Despite my enjoyment of the song and my well-received impersonations of the show’s characters, I have no desire to go back and watch the old episodes, the way I do for some shows. Hearing the songs simply provides some fond memories. And it also provides an example of an early talent, if you can call it that. I can still do some voices and impressions today. Maybe it was just a quirk of the structure of my vocal cords, I don’t know. But I trace the ability back to Welcome Back, Kotter. Who knows if I would have ever discovered that talent, had I never watched the show.
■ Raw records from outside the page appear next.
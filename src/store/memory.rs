//! In-process store backend.
//!
//! Every primitive runs under a single dashmap shard guard, which gives it the
//! same all-or-nothing behaviour the remote backend gets from the server. An
//! optional JSON snapshot lets pool state survive a restart.

use super::KvStore;
use crate::error::{PoolError, PoolResult};
use dashmap::DashMap;
use futures::future::BoxFuture;
use serde::{Deserialize, Serialize};
use std::collections::{HashMap, HashSet};
use std::path::{Path, PathBuf};
use tracing::{debug, info};

#[derive(Debug, Default, Serialize, Deserialize)]
struct Snapshot {
    #[serde(default)]
    hashes: HashMap<String, HashMap<String, i64>>,
    #[serde(default)]
    sets: HashMap<String, Vec<String>>,
}

/// Dashmap-backed implementation of [`KvStore`].
#[derive(Debug, Default)]
pub struct MemoryStore {
    hashes: DashMap<String, HashMap<String, i64>>,
    sets: DashMap<String, HashSet<String>>,
    snapshot_path: Option<PathBuf>,
}

impl MemoryStore {
    pub fn new() -> Self {
        Self::default()
    }

    /// Restore a store from `path`, or start empty when the file does not exist yet.
    /// `flush` writes back to the same path.
    pub fn load_snapshot(path: &Path) -> PoolResult<Self> {
        let mut store = Self::new();
        store.snapshot_path = Some(path.to_path_buf());

        if !path.exists() {
            debug!(path = %path.display(), "No store snapshot found, starting empty");
            return Ok(store);
        }

        let content = std::fs::read_to_string(path)?;
        let snapshot: Snapshot = serde_json::from_str(&content)?;
        for (key, fields) in snapshot.hashes {
            store.hashes.insert(key, fields);
        }
        for (key, members) in snapshot.sets {
            store.sets.insert(key, members.into_iter().collect());
        }

        info!(
            operation = "snapshot_load",
            path = %path.display(),
            hashes = store.hashes.len(),
            sets = store.sets.len(),
        );
        Ok(store)
    }

    /// Write the current contents to `path` (write to a sibling file, then rename).
    pub fn save_snapshot(&self, path: &Path) -> PoolResult<()> {
        let snapshot = Snapshot {
            hashes: self
                .hashes
                .iter()
                .map(|e| (e.key().clone(), e.value().clone()))
                .collect(),
            sets: self
                .sets
                .iter()
                .map(|e| (e.key().clone(), e.value().iter().cloned().collect()))
                .collect(),
        };
        let content = serde_json::to_string(&snapshot)?;

        let tmp = path.with_extension("tmp");
        std::fs::write(&tmp, content)?;
        std::fs::rename(&tmp, path)?;

        debug!(path = %path.display(), "Store snapshot written");
        Ok(())
    }

    fn incr(&self, key: &str, field: &str, delta: i64) -> i64 {
        let mut fields = self.hashes.entry(key.to_string()).or_default();
        let value = fields.entry(field.to_string()).or_insert(0);
        *value += delta;
        *value
    }

    fn pop(&self, key: &str) -> Option<String> {
        let member = {
            let mut set = self.sets.get_mut(key)?;
            let member = set.iter().next().cloned()?;
            set.remove(&member);
            member
        };
        // Empty sets disappear, matching the remote backend.
        self.sets.remove_if(key, |_, set| set.is_empty());
        Some(member)
    }

    fn move_key(&self, from: &str, to: &str) -> PoolResult<()> {
        if let Some((_, set)) = self.sets.remove(from) {
            self.hashes.remove(to);
            self.sets.insert(to.to_string(), set);
            return Ok(());
        }
        if let Some((_, fields)) = self.hashes.remove(from) {
            self.sets.remove(to);
            self.hashes.insert(to.to_string(), fields);
            return Ok(());
        }
        Err(PoolError::NotFound(format!("no such key: {}", from)))
    }
}

impl KvStore for MemoryStore {
    fn hincr_by<'a>(
        &'a self,
        key: &'a str,
        field: &'a str,
        delta: i64,
    ) -> BoxFuture<'a, PoolResult<i64>> {
        Box::pin(async move { Ok(self.incr(key, field, delta)) })
    }

    fn hget<'a>(&'a self, key: &'a str, field: &'a str) -> BoxFuture<'a, PoolResult<Option<i64>>> {
        Box::pin(async move {
            Ok(self
                .hashes
                .get(key)
                .and_then(|fields| fields.get(field).copied()))
        })
    }

    fn hset<'a>(&'a self, key: &'a str, field: &'a str, value: i64) -> BoxFuture<'a, PoolResult<()>> {
        Box::pin(async move {
            self.hashes
                .entry(key.to_string())
                .or_default()
                .insert(field.to_string(), value);
            Ok(())
        })
    }

    fn hdel<'a>(&'a self, key: &'a str, field: &'a str) -> BoxFuture<'a, PoolResult<()>> {
        Box::pin(async move {
            if let Some(mut fields) = self.hashes.get_mut(key) {
                fields.remove(field);
            }
            self.hashes.remove_if(key, |_, fields| fields.is_empty());
            Ok(())
        })
    }

    fn sadd<'a>(&'a self, key: &'a str, member: &'a str) -> BoxFuture<'a, PoolResult<bool>> {
        Box::pin(async move {
            Ok(self
                .sets
                .entry(key.to_string())
                .or_default()
                .insert(member.to_string()))
        })
    }

    fn spop<'a>(&'a self, key: &'a str) -> BoxFuture<'a, PoolResult<Option<String>>> {
        Box::pin(async move { Ok(self.pop(key)) })
    }

    fn scard<'a>(&'a self, key: &'a str) -> BoxFuture<'a, PoolResult<u64>> {
        Box::pin(async move { Ok(self.sets.get(key).map(|s| s.len() as u64).unwrap_or(0)) })
    }

    fn rename<'a>(&'a self, from: &'a str, to: &'a str) -> BoxFuture<'a, PoolResult<()>> {
        Box::pin(async move { self.move_key(from, to) })
    }

    fn del<'a>(&'a self, key: &'a str) -> BoxFuture<'a, PoolResult<()>> {
        Box::pin(async move {
            self.hashes.remove(key);
            self.sets.remove(key);
            Ok(())
        })
    }

    fn flush(&self) -> BoxFuture<'_, PoolResult<()>> {
        Box::pin(async move {
            match self.snapshot_path {
                Some(ref path) => self.save_snapshot(path),
                None => Ok(()),
            }
        })
    }

    fn backend_name(&self) -> &'static str {
        "memory"
    }
}

#[cfg(test)]
mod tests {
    use super::*;
    use std::sync::Arc;
    use tempfile::TempDir;

    #[tokio::test]
    async fn test_hincr_by_starts_from_zero() {
        let store = MemoryStore::new();
        assert_eq!(store.hincr_by("pool", "1", 5).await.unwrap(), 5);
        assert_eq!(store.hincr_by("pool", "1", -7).await.unwrap(), -2);
        assert_eq!(store.hget("pool", "1").await.unwrap(), Some(-2));
        assert_eq!(store.hget("pool", "2").await.unwrap(), None);
    }

    #[tokio::test]
    async fn test_hset_and_hdel() {
        let store = MemoryStore::new();
        store.hset("pool", "9", 40).await.unwrap();
        assert_eq!(store.hget("pool", "9").await.unwrap(), Some(40));

        store.hdel("pool", "9").await.unwrap();
        assert_eq!(store.hget("pool", "9").await.unwrap(), None);
    }

    #[tokio::test]
    async fn test_set_operations() {
        let store = MemoryStore::new();
        assert!(store.sadd("codes", "A").await.unwrap());
        assert!(store.sadd("codes", "B").await.unwrap());
        assert!(!store.sadd("codes", "A").await.unwrap());
        assert_eq!(store.scard("codes").await.unwrap(), 2);

        let first = store.spop("codes").await.unwrap().unwrap();
        let second = store.spop("codes").await.unwrap().unwrap();
        assert_ne!(first, second);
        assert_eq!(store.spop("codes").await.unwrap(), None);
        assert_eq!(store.scard("codes").await.unwrap(), 0);
    }

    #[tokio::test]
    async fn test_rename_replaces_target() {
        let store = MemoryStore::new();
        store.sadd("live", "OLD").await.unwrap();
        store.sadd("staging", "NEW1").await.unwrap();
        store.sadd("staging", "NEW2").await.unwrap();

        store.rename("staging", "live").await.unwrap();

        assert_eq!(store.scard("live").await.unwrap(), 2);
        let mut members = vec![
            store.spop("live").await.unwrap().unwrap(),
            store.spop("live").await.unwrap().unwrap(),
        ];
        members.sort();
        assert_eq!(members, vec!["NEW1".to_string(), "NEW2".to_string()]);
        assert_eq!(store.scard("staging").await.unwrap(), 0);
    }

    #[tokio::test]
    async fn test_rename_missing_key_fails() {
        let store = MemoryStore::new();
        let result = store.rename("missing", "live").await;
        assert!(matches!(result, Err(PoolError::NotFound(_))));
    }

    #[tokio::test(flavor = "multi_thread", worker_threads = 4)]
    async fn test_concurrent_increments_are_not_lost() {
        let store = Arc::new(MemoryStore::new());
        let mut handles = vec![];

        for _ in 0..10 {
            let store = Arc::clone(&store);
            handles.push(tokio::spawn(async move {
                for _ in 0..1000 {
                    store.hincr_by("pool", "1", 1).await.unwrap();
                }
            }));
        }
        for handle in handles {
            handle.await.unwrap();
        }

        assert_eq!(store.hget("pool", "1").await.unwrap(), Some(10_000));
    }

    #[tokio::test]
    async fn test_snapshot_roundtrip() {
        let dir = TempDir::new().unwrap();
        let path = dir.path().join("store.json");

        let store = MemoryStore::load_snapshot(&path).unwrap();
        store.hset("reward_pool", "3", 12).await.unwrap();
        store.sadd("reward_codes:{3}", "XYZ").await.unwrap();
        store.flush().await.unwrap();
        assert!(path.exists());

        let restored = MemoryStore::load_snapshot(&path).unwrap();
        assert_eq!(restored.hget("reward_pool", "3").await.unwrap(), Some(12));
        assert_eq!(
            restored.spop("reward_codes:{3}").await.unwrap(),
            Some("XYZ".to_string())
        );
    }

    #[test]
    fn test_corrupt_snapshot_is_parse_error() {
        let dir = TempDir::new().unwrap();
        let path = dir.path().join("store.json");
        std::fs::write(&path, "{not json").unwrap();

        let result = MemoryStore::load_snapshot(&path);
        assert!(matches!(result, Err(PoolError::Parse(_))));
    }
}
  1. I was and am the only Yankees fan in my family. The rest were all Mets fans. I use this as evidence that I am the only normal one in the family.

Approaching 40: Do you know the way to San Jose?

Do you remember your first 45?

If you are older than I am, the answer is likely to be yes. But if you are even a few years younger than me, the answer is likely to be “Huh?”

I don’t know where it came from, but the first musical (as opposed to story) 45 I ever had was Dionne Warwick’s “Do You Know the Way To San Jose?” single. I’d guess I was five or six at the time. I don’t ever recall listening to this song at home, but I recall quite vividly listening to it at my grandparent’s house in Spring Valley, New York. Whenever I hear the song, I am back there in that apartment, with the patio that faced Old Nyack Turnpike and the light filtering in through the blinds just so. I can see the furniture as it was in 1977 or 1978. I can feel the stringy carpet on my feet. And in the background, I can hear the crisp sound of this song playing on the record player with all of the pops and clicks concomitant with the device.

I had no idea where San Jose was of course. (Since then, I’ve been to San Jose countless times.) But I knew it was in California. I also knew that San Francisco was in California. Back then, there was a commercial on TV for Rice A Roni. “The San Francisco Treat,” the slogan went. The commercial showed a cable car cresting a hill in San Francisco. Somehow, the two became intertwined in my head so that I cannot hear “Do You Know the Way To San Jose” without thinking of Rice A Roni, and I cannot see a box of Rice A Roni without hearing “Do You Know the Way To San Jose” in my head. Strange how those things work, isn’t it?